1 By proving that an employer has been cited several times for the same hazardous condition, it can be inferred that the employer had notice that his or her employees were violating a particular standard and had he or she made a reasonable effort to inspect his or her worksite the employer would have known of the hazardous condition.

2 By proving that an employee had warned the employer of the existence of a hazardous condition, we can infer that the employer knew or should have known of the hazardous condition, had he or she exercised reasonable diligence, by investigating the employee's complaint.

3 By proving that an employer inspects his worksite daily, that he or she inspected the work place on the date in question, and that the hazardous condition existed and was readily detectable on that day.

In summary, constructive knowledge can be established by proving that the situation existed for a reasonable amount of time so that the employer either knew of its existence or should have known had he or she made a reasonable inspection of the work place.

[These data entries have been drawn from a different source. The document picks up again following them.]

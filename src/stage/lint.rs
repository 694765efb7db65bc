// src/stage/lint.rs

use std::path::Path;

use anyhow::{Context, Result};
use regex::Regex;

use crate::pipeline::Diagnostic;
use crate::stage::{Stage, StageFuture, StageOutput};
use crate::types::DiagnosticKind;

/// A single forbidden pattern, checked line by line.
#[derive(Debug, Clone)]
pub struct LintRule {
    regex: Regex,
    message: String,
}

impl LintRule {
    pub fn new(pattern: &str, message: &str) -> Result<Self> {
        let regex =
            Regex::new(pattern).with_context(|| format!("invalid lint pattern: {pattern}"))?;
        Ok(Self {
            regex,
            message: message.to_string(),
        })
    }
}

/// Rejects a file when any rule matches any of its lines.
///
/// Passing files go through unchanged. A failing file yields one
/// `lint-error` diagnostic listing every violation as `line N: message`.
#[derive(Debug, Clone)]
pub struct LintStage {
    name: String,
    rules: Vec<LintRule>,
}

impl LintStage {
    pub fn new(name: impl Into<String>, rules: Vec<LintRule>) -> Self {
        Self {
            name: name.into(),
            rules,
        }
    }

    fn violations(&self, content: &[u8]) -> Vec<(usize, &str)> {
        let text = String::from_utf8_lossy(content);
        let mut found = Vec::new();
        for (idx, line) in text.lines().enumerate() {
            for rule in self.rules.iter() {
                if rule.regex.is_match(line) {
                    found.push((idx + 1, rule.message.as_str()));
                }
            }
        }
        found
    }
}

impl Stage for LintStage {
    fn name(&self) -> &str {
        &self.name
    }

    fn apply<'a>(&'a self, content: Vec<u8>, path: &'a Path) -> StageFuture<'a> {
        Box::pin(async move {
            let violations = self.violations(&content);
            let Some(&(first_line, _)) = violations.first() else {
                return Ok(StageOutput::new(content));
            };

            let message = violations
                .iter()
                .map(|(line, msg)| format!("line {line}: {msg}"))
                .collect::<Vec<_>>()
                .join("; ");

            Err(
                Diagnostic::new(DiagnosticKind::LintError, &self.name, path, message)
                    .with_line(first_line),
            )
        })
    }
}
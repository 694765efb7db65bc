// src/config/loader.rs

use std::fs;
use std::path::{Path, PathBuf};

use tracing::debug;

use crate::config::model::{ConfigFile, RawConfigFile};
use crate::errors::Result;

/// Load a configuration file and return the raw, unvalidated `RawConfigFile`.
///
/// Use [`load_and_validate`] for anything that will be executed.
pub fn load_from_path(path: impl AsRef<Path>) -> Result<RawConfigFile> {
    let path = path.as_ref();
    let contents = fs::read_to_string(path)?;

    let config: RawConfigFile = toml::from_str(&contents)?;
    debug!(path = ?path, tasks = config.task.len(), "parsed config file");

    Ok(config)
}

/// Load a configuration file from path and validate it.
///
/// Checks:
/// - at least one task, unique non-empty names,
/// - non-empty `src` / `dest` and stage lists,
/// - compilable source globs and lint patterns,
/// - `[config]` sanity (`debounce_ms >= 1`).
pub fn load_and_validate(path: impl AsRef<Path>) -> Result<ConfigFile> {
    let raw_config = load_from_path(&path)?;
    let config = ConfigFile::try_from(raw_config)?;
    Ok(config)
}

/// Parse and validate config text that is already in memory.
pub fn parse_and_validate(contents: &str) -> Result<ConfigFile> {
    let raw: RawConfigFile = toml::from_str(contents)?;
    ConfigFile::try_from(raw)
}

/// Default config path: `Stagewatch.toml` in the current working directory.
pub fn default_config_path() -> PathBuf {
    PathBuf::from("Stagewatch.toml")
}
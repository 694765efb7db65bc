// src/watch/mod.rs

//! File watching and change detection.
//!
//! This module is responsible for:
//! - Compiling each task's source glob and enumerating matching files.
//! - Wiring up a cross-platform filesystem watcher (`notify`).
//! - (Optionally) hashing file content to drop events for files that did
//!   not actually change.
//!
//! It does not debounce or decide which task runs; it only turns
//! filesystem changes into [`RuntimeEvent`](crate::engine::RuntimeEvent)s.

pub mod hash;
pub mod path_utils;
pub mod patterns;
pub mod watcher;

pub use hash::{ContentFilter, compute_file_hash};
pub use patterns::{SourcePattern, TaskWatchProfile, collect_matching_files};
pub use watcher::{WatcherHandle, spawn_watcher};
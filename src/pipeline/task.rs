// src/pipeline/task.rs

use std::path::{Component, Path, PathBuf};
use std::sync::Arc;

use crate::config::TaskConfig;
use crate::errors::{Result, StagewatchError};
use crate::pipeline::TaskName;
use crate::stage::{Stage, build_stage};
use crate::watch::patterns::SourcePattern;

/// A named pipeline: stages applied in order to every file matching
/// `source`, written below `dest`.
///
/// Immutable once built; shared as `Arc<Task>`.
#[derive(Debug)]
pub struct Task {
    name: TaskName,
    stages: Vec<Arc<dyn Stage>>,
    source: SourcePattern,
    dest: PathBuf,
}

impl Task {
    pub fn new(
        name: impl Into<TaskName>,
        stages: Vec<Arc<dyn Stage>>,
        source: SourcePattern,
        dest: impl Into<PathBuf>,
    ) -> Result<Self> {
        let name = name.into();
        let dest = dest.into();

        let invalid = |reason: &str| StagewatchError::InvalidTask {
            name: name.clone(),
            reason: reason.to_string(),
        };

        if name.trim().is_empty() {
            return Err(invalid("task name must not be empty"));
        }
        if stages.is_empty() {
            return Err(invalid("at least one stage is required"));
        }
        if source.as_str().is_empty() {
            return Err(invalid("`src` must not be empty"));
        }
        if source.as_str().starts_with('/') {
            return Err(invalid("`src` must be relative to the project root"));
        }
        if dest.as_os_str().is_empty() {
            return Err(invalid("`dest` must not be empty"));
        }

        Ok(Self {
            name,
            stages,
            source,
            dest,
        })
    }

    pub fn from_config(cfg: &TaskConfig) -> Result<Self> {
        let invalid = |err: anyhow::Error| StagewatchError::InvalidTask {
            name: cfg.name.clone(),
            reason: format!("{err:#}"),
        };

        let source = SourcePattern::parse(&cfg.src).map_err(invalid)?;
        let stages = cfg
            .stages
            .iter()
            .map(build_stage)
            .collect::<anyhow::Result<Vec<_>>>()
            .map_err(invalid)?;

        Self::new(cfg.name.clone(), stages, source, cfg.dest.trim())
    }

    pub fn name(&self) -> &str {
        &self.name
    }

    pub fn stages(&self) -> &[Arc<dyn Stage>] {
        &self.stages
    }

    pub fn source(&self) -> &SourcePattern {
        &self.source
    }

    /// Destination directory relative to the project root.
    pub fn dest(&self) -> &Path {
        &self.dest
    }

    /// `dest` as a root-relative, slash-separated prefix. `None` when the
    /// destination is the project root itself.
    pub fn dest_prefix(&self) -> Option<String> {
        let parts: Vec<String> = self
            .dest
            .components()
            .filter_map(|c| match c {
                Component::Normal(part) => Some(part.to_string_lossy().into_owned()),
                _ => None,
            })
            .collect();
        (!parts.is_empty()).then(|| parts.join("/"))
    }

    /// The last extension declared by any stage.
    pub fn output_extension(&self) -> Option<&str> {
        self.stages.iter().rev().find_map(|s| s.output_extension())
    }

    /// Where the output for `source_file` (below `root`) is written:
    /// `root/dest/<path below the glob base>`, extension applied.
    pub fn output_path(&self, root: &Path, source_file: &Path) -> PathBuf {
        let base = root.join(self.source.base());
        let rel = match source_file.strip_prefix(&base) {
            Ok(rel) => rel.to_path_buf(),
            Err(_) => source_file
                .file_name()
                .map(PathBuf::from)
                .unwrap_or_else(|| source_file.to_path_buf()),
        };

        let mut out = root.join(&self.dest).join(rel);
        if let Some(ext) = self.output_extension() {
            out.set_extension(ext);
        }
        out
    }
}
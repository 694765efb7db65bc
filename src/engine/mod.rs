// src/engine/mod.rs

//! Watch engine.
//!
//! The debounce state machine lives in [`core`] and is pure: it consumes
//! [`RuntimeEvent`]s plus the current time and returns commands. The async
//! shell in [`runtime`] reads events from the channel, sleeps until the next
//! deadline, starts runs through a [`TaskRunner`] and publishes reload
//! notices.

use std::collections::BTreeSet;
use std::time::Duration;

use tokio::time::Instant;

use crate::pipeline::{RunResult, TaskName};
use crate::types::ChangeKind;

pub mod backend;
pub mod core;
pub mod runtime;

pub use backend::TaskRunner;
pub use self::core::{CoreCommand, CoreStep, WatchCore};
pub use runtime::WatchRuntime;

/// A single file change as seen by the engine.
#[derive(Debug, Clone, PartialEq, Eq)]
pub struct WatchEvent {
    /// Relative to the project root, forward slashes.
    pub path: String,
    pub kind: ChangeKind,
    pub at: Instant,
}

impl WatchEvent {
    pub fn new(path: impl Into<String>, kind: ChangeKind, at: Instant) -> Self {
        Self {
            path: path.into(),
            kind,
            at,
        }
    }
}

/// Events flowing into the runtime from the watcher, runs and signals.
#[derive(Debug, Clone)]
pub enum RuntimeEvent {
    PathChanged(WatchEvent),
    /// Run a task without a file change (initial build).
    TaskTriggered { task: TaskName },
    RunCompleted(RunResult),
    /// The file watcher can no longer deliver events.
    ObserverFailed(String),
    /// Graceful shutdown requested (e.g. Ctrl-C).
    ShutdownRequested,
}

#[derive(Debug, Clone, Copy)]
pub struct RuntimeOptions {
    /// Quiet period per task before a run starts.
    pub debounce: Duration,
}

impl RuntimeOptions {
    pub fn from_millis(debounce_ms: u64) -> Self {
        Self {
            debounce: Duration::from_millis(debounce_ms),
        }
    }
}

/// Observable state of the watch core.
#[derive(Debug, Clone, PartialEq, Eq)]
pub enum WatchState {
    Idle,
    /// Tasks with pending changes, in registration order, and the earliest
    /// deadline among them.
    Debouncing {
        pending: Vec<TaskName>,
        changed: BTreeSet<String>,
        deadline: Instant,
    },
    Running(TaskName),
}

2.  Other-than-Serious Violations. This type of violation shall be cited in situations where an accident or illness results from a hazardous condition that would probably not cause death or serious physical harm but would have a direct and immediate relationship to the safety and health of employees.

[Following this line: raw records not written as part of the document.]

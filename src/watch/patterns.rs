// src/watch/patterns.rs

use std::fmt;
use std::path::{Path, PathBuf};

use anyhow::{Context, Result};
use globset::{GlobBuilder, GlobMatcher};

use crate::fs::FileSystem;
use crate::pipeline::TaskName;
use crate::watch::path_utils::relative_str;

const GLOB_META: &[char] = &['*', '?', '[', '{'];

/// A compiled source glob such as `css/src/**/*.scss`.
///
/// Patterns are relative to the project root. The *base* is the leading run
/// of literal path components (`css/src`); output paths preserve the part of
/// a source path below the base. A fully literal pattern uses its parent
/// directory as the base.
#[derive(Clone)]
pub struct SourcePattern {
    raw: String,
    base: PathBuf,
    matcher: GlobMatcher,
}

impl fmt::Debug for SourcePattern {
    fn fmt(&self, f: &mut fmt::Formatter<'_>) -> fmt::Result {
        f.debug_struct("SourcePattern")
            .field("raw", &self.raw)
            .field("base", &self.base)
            .finish_non_exhaustive()
    }
}

impl SourcePattern {
    pub fn parse(pattern: &str) -> Result<Self> {
        let normalized = pattern.trim().trim_start_matches("./").to_string();

        // `*` must not cross directories; `**` still does.
        let matcher = GlobBuilder::new(&normalized)
            .literal_separator(true)
            .build()
            .with_context(|| format!("invalid glob pattern: {pattern}"))?
            .compile_matcher();

        Ok(Self {
            raw: normalized.clone(),
            base: glob_base(&normalized),
            matcher,
        })
    }

    pub fn as_str(&self) -> &str {
        &self.raw
    }

    /// Literal directory prefix, relative to the project root.
    pub fn base(&self) -> &Path {
        &self.base
    }

    /// `rel_path` is relative to the project root with forward slashes.
    pub fn matches(&self, rel_path: &str) -> bool {
        self.matcher.is_match(rel_path)
    }
}

fn glob_base(pattern: &str) -> PathBuf {
    let parts: Vec<&str> = pattern.split('/').filter(|p| !p.is_empty()).collect();
    let literal = parts
        .iter()
        .take_while(|p| !p.contains(GLOB_META))
        .count();

    let take = if literal == parts.len() {
        literal.saturating_sub(1)
    } else {
        literal
    };

    parts[..take].iter().collect()
}

/// Watch interest of one task: its name, compiled source pattern and the
/// directory its outputs land in.
///
/// The watcher core passes root-relative paths (e.g. `"js/src/main.js"`)
/// into [`TaskWatchProfile::matches`]. Paths below the excluded directory
/// never match, so a task does not retrigger on its own writes.
#[derive(Debug, Clone)]
pub struct TaskWatchProfile {
    name: TaskName,
    pattern: SourcePattern,
    excluded: Option<String>,
}

impl TaskWatchProfile {
    pub fn new(name: impl Into<TaskName>, pattern: SourcePattern) -> Self {
        Self {
            name: name.into(),
            pattern,
            excluded: None,
        }
    }

    /// Ignore everything below the root-relative directory `dir`.
    pub fn excluding(mut self, dir: Option<String>) -> Self {
        self.excluded = dir;
        self
    }

    pub fn name(&self) -> &str {
        &self.name
    }

    pub fn pattern(&self) -> &SourcePattern {
        &self.pattern
    }

    pub fn matches(&self, rel_path: &str) -> bool {
        if let Some(dir) = &self.excluded {
            if is_below(rel_path, dir) {
                return false;
            }
        }
        self.pattern.matches(rel_path)
    }
}

/// `rel_path` equals `dir` or lies inside it. Both are root-relative with
/// forward slashes.
pub fn is_below(rel_path: &str, dir: &str) -> bool {
    rel_path
        .strip_prefix(dir)
        .is_some_and(|rest| rest.is_empty() || rest.starts_with('/'))
}

/// Collect all files below `root/<pattern base>` matching `pattern`,
/// sorted lexicographically.
///
/// Fails when the base directory does not exist. A literal pattern naming a
/// single existing file yields just that file.
pub fn collect_matching_files(
    fs: &dyn FileSystem,
    root: &Path,
    pattern: &SourcePattern,
) -> Result<Vec<PathBuf>> {
    let base = root.join(pattern.base());
    if !fs.is_dir(&base) {
        anyhow::bail!(
            "source directory {:?} for pattern '{}' does not exist",
            base,
            pattern.as_str()
        );
    }

    let mut files = Vec::new();
    let mut stack = vec![base];

    while let Some(dir) = stack.pop() {
        for path in fs.read_dir(&dir)? {
            if fs.is_dir(&path) {
                stack.push(path);
            } else if fs.is_file(&path) {
                if let Some(rel_str) = relative_str(root, &path) {
                    if pattern.matches(&rel_str) {
                        files.push(path);
                    }
                }
            }
        }
    }

    files.sort();
    Ok(files)
}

3.  Willful Violations. The following definitions and procedures apply whenever the CO/IH suspects that a willful violation may exist:

(a)  A willful violation exists under the Act where the evidence shows either an intentional violation of the Act or plain indifference to its requirements.

(1)  The employer committed an intentional and knowing violation if:

(a)  An employer representative was aware of the requirements of the Act, or the existence of an applicable standard or regulation, and was also aware of a condition or practice in violation of those requirements.

(b)  An employer representative was not aware of the requirements of the Act or standards, but was aware of a comparable legal requirement (e.g., state or local law) and was also aware of a condition or practice in violation of the requirements.

(2)  The employer committed a violation with plain indifference to the law where:

(a)  Higher management officials were aware of a MOSH requirement applicable to the company's business but made little or no effort to communicate the requirement to lower level supervisors and employees.

(b)  Company officials were aware of a continuing compliance problem but made little or no effort to avoid violations.

EXAMPLE: Repeated issuance of citations addressing the same or similar conditions.

(c)  An employer representative was not aware of any legal requirement, but was aware that a condition or practice was hazardous to the safety or health of employees and made little or no effort to determine the extent of the problem or to take the corrective action. Knowledge of a hazard may be gained from such means as insurance company reports, safety committee or other internal reports, the occurrence of illnesses or injuries, media coverage, or, in some cases, complaints of employees or their representatives.

(d)  Finally, in particularly flagrant situations, willfulness can be found despite lack of knowledge of either a legal requirement or the existence of a hazard if the circumstances show that the employer would have placed no importance on such knowledge even if it had had it.

b.  It is not necessary that the violation be committed with a bad purpose or an evil intent to be deemed "willful." It is sufficient that the violation was deliberate, voluntary or intentional as distinguished from inadvertent, accidental or ordinarily negligent.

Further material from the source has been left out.